On a different component... I spent yesterday morning watching videos on the Midnite Solar channel and learned that the Whiz Bang Jr. can be set to stop the absorb cycle with ending amps rather than time. I called Trojan yesterday and they don't have a preference (time vs end amps) and suggested 2% of bank capacity. In my case it's 13.2 amps. I'm hoping that works out to be less time than my current 195 minute setting.
 
Sabatical said:
Thank you SW. Now I get it. When I have more time on my hands I'll give this a try.
On a different component... I spent yesterday morning watching videos on the Midnite Solar channel and learned that the Whiz Bang Jr. can be set to stop the absorb cycle with ending amps rather than time. I called Trojan yesterday and they don't have a preference (time vs end amps) and suggested 2% of bank capacity. In my case it's 13.2 amps. I'm hoping that works out to be less time than my current 195 minute setting.

An amperage threshold crossing at absorption voltage is the best way to trigger float voltage.
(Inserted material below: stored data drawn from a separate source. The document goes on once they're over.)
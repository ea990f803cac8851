//! SQLite implementation of TriggerRepository.
//!
//! Actions are stored as raw JSON and decoded through
//! `TriggerAction::from_stored` so an unrecognized tag surfaces as
//! `DomainError::InvalidTrigger` at read time rather than being silently
//! dropped by serde's untagged fallback.

use async_trait::async_trait;
use sqlx::SqlitePool;
use uuid::Uuid;

use crate::adapters::sqlite::{parse_datetime, parse_optional_datetime, parse_uuid};
use crate::domain::errors::{DomainError, DomainResult};
use crate::domain::models::{EventPattern, Trigger, TriggerAction};
use crate::domain::ports::TriggerRepository;

#[derive(Clone)]
pub struct SqliteTriggerRepository {
    pool: SqlitePool,
}

impl SqliteTriggerRepository {
    pub fn new(pool: SqlitePool) -> Self {
        Self { pool }
    }
}

#[derive(Debug, sqlx::FromRow)]
struct TriggerRow {
    id: String,
    project_id: String,
    name: String,
    event_pattern_json: String,
    action_json: String,
    enabled: i64,
    last_fired_at: Option<String>,
    created_at: String,
}

fn row_to_trigger(row: TriggerRow) -> DomainResult<Trigger> {
    let event_pattern: EventPattern = serde_json::from_str(&row.event_pattern_json)?;
    let action_raw: serde_json::Value = serde_json::from_str(&row.action_json)?;
    let action = TriggerAction::from_stored(&action_raw)?;

    Ok(Trigger {
        id: parse_uuid(&row.id)?,
        project_id: parse_uuid(&row.project_id)?,
        name: row.name,
        event_pattern,
        action,
        enabled: row.enabled != 0,
        last_fired_at: parse_optional_datetime(row.last_fired_at)?,
        created_at: parse_datetime(&row.created_at)?,
    })
}

#[async_trait]
impl TriggerRepository for SqliteTriggerRepository {
    async fn create(&self, trigger: &Trigger) -> DomainResult<()> {
        let existing = self.get_by_name(trigger.project_id, &trigger.name).await?;
        if existing.is_some() {
            return Err(DomainError::DuplicateTriggerName {
                name: trigger.name.clone(),
                project_id: trigger.project_id,
            });
        }

        sqlx::query(
            r#"INSERT INTO triggers
               (id, project_id, name, event_pattern_json, action_json, enabled, last_fired_at, created_at)
               VALUES (?, ?, ?, ?, ?, ?, ?, ?)"#,
        )
        .bind(trigger.id.to_string())
        .bind(trigger.project_id.to_string())
        .bind(&trigger.name)
        .bind(serde_json::to_string(&trigger.event_pattern)?)
        .bind(serde_json::to_string(&trigger.action)?)
        .bind(i64::from(trigger.enabled))
        .bind(trigger.last_fired_at.map(|t| t.to_rfc3339()))
        .bind(trigger.created_at.to_rfc3339())
        .execute(&self.pool)
        .await?;
        Ok(())
    }

    async fn get(&self, id: Uuid) -> DomainResult<Option<Trigger>> {
        let row: Option<TriggerRow> = sqlx::query_as("SELECT * FROM triggers WHERE id = ?")
            .bind(id.to_string())
            .fetch_optional(&self.pool)
            .await?;
        row.map(row_to_trigger).transpose()
    }

    async fn get_by_name(&self, project_id: Uuid, name: &str) -> DomainResult<Option<Trigger>> {
        let row: Option<TriggerRow> = sqlx::query_as("SELECT * FROM triggers WHERE project_id = ? AND name = ?")
            .bind(project_id.to_string())
            .bind(name)
            .fetch_optional(&self.pool)
            .await?;
        row.map(row_to_trigger).transpose()
    }

    async fn update(&self, trigger: &Trigger) -> DomainResult<()> {
        sqlx::query(
            r#"UPDATE triggers SET event_pattern_json = ?, action_json = ?, enabled = ?,
               last_fired_at = ? WHERE id = ?"#,
        )
        .bind(serde_json::to_string(&trigger.event_pattern)?)
        .bind(serde_json::to_string(&trigger.action)?)
        .bind(i64::from(trigger.enabled))
        .bind(trigger.last_fired_at.map(|t| t.to_rfc3339()))
        .bind(trigger.id.to_string())
        .execute(&self.pool)
        .await?;
        Ok(())
    }

    async fn delete(&self, id: Uuid) -> DomainResult<()> {
        sqlx::query("DELETE FROM triggers WHERE id = ?")
            .bind(id.to_string())
            .execute(&self.pool)
            .await?;
        Ok(())
    }

    async fn list(&self, project_id: Uuid) -> DomainResult<Vec<Trigger>> {
        let rows: Vec<TriggerRow> = sqlx::query_as("SELECT * FROM triggers WHERE project_id = ? ORDER BY created_at")
            .bind(project_id.to_string())
            .fetch_all(&self.pool)
            .await?;
        rows.into_iter().map(row_to_trigger).collect()
    }

    async fn list_enabled(&self) -> DomainResult<Vec<Trigger>> {
        let rows: Vec<TriggerRow> = sqlx::query_as("SELECT * FROM triggers WHERE enabled = 1 ORDER BY created_at")
            .fetch_all(&self.pool)
            .await?;
        rows.into_iter().map(row_to_trigger).collect()
    }
}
The precise amount of time needed at absorption voltage is a moving target, affected by battery health, temperature, depth of discharge, accumulated cycles since last EQ charge, and the possible presence of Locusts in the vicinity.

If grid powered smart chargers actually allowed this parameter to be set, I would not talk so much crap about them and their 90% charged is 100% charge when the green light is illuminated mentality.

That last 10% makes a huge difference in cycle life on deep cycle batteries.  Most every grid powered charger drops out of absorption voltage way too early, and that 10% might take another week at 13.2v, if the battery is still healthy.

If it is not healthy then a month of 13.2v will not raise the SG to 1.275 or higher.

My 40 amp MeanWell adjustable voltage power supply will blow away any smart charger for its ability to hold absorption voltage as long as needed, it just can't be set to ABSV, and left unattended.  

Usually my Northstar AGM needs about 3 to 3.5 hours at absv before amps taper to 0.42 when cycled to the 60%  range.  The other day after 4 recharges by low and slow solar only, it took 6 hours for amps to taper to 0.42, and I had to employ my powersupply to finish off the charge.  So Current, rather than time, is a much more precise method, and this ability to adjust  absorption time is really key to getting excellent service life from deep cycle batteries .
 
Maybe you'd be willing to show me how your MeanWell is setup at the RTR.
After making the change to end amps this morning, we made it to float today. The dummy lights even told me I'd received a full charge. I hadn't seen them for a while.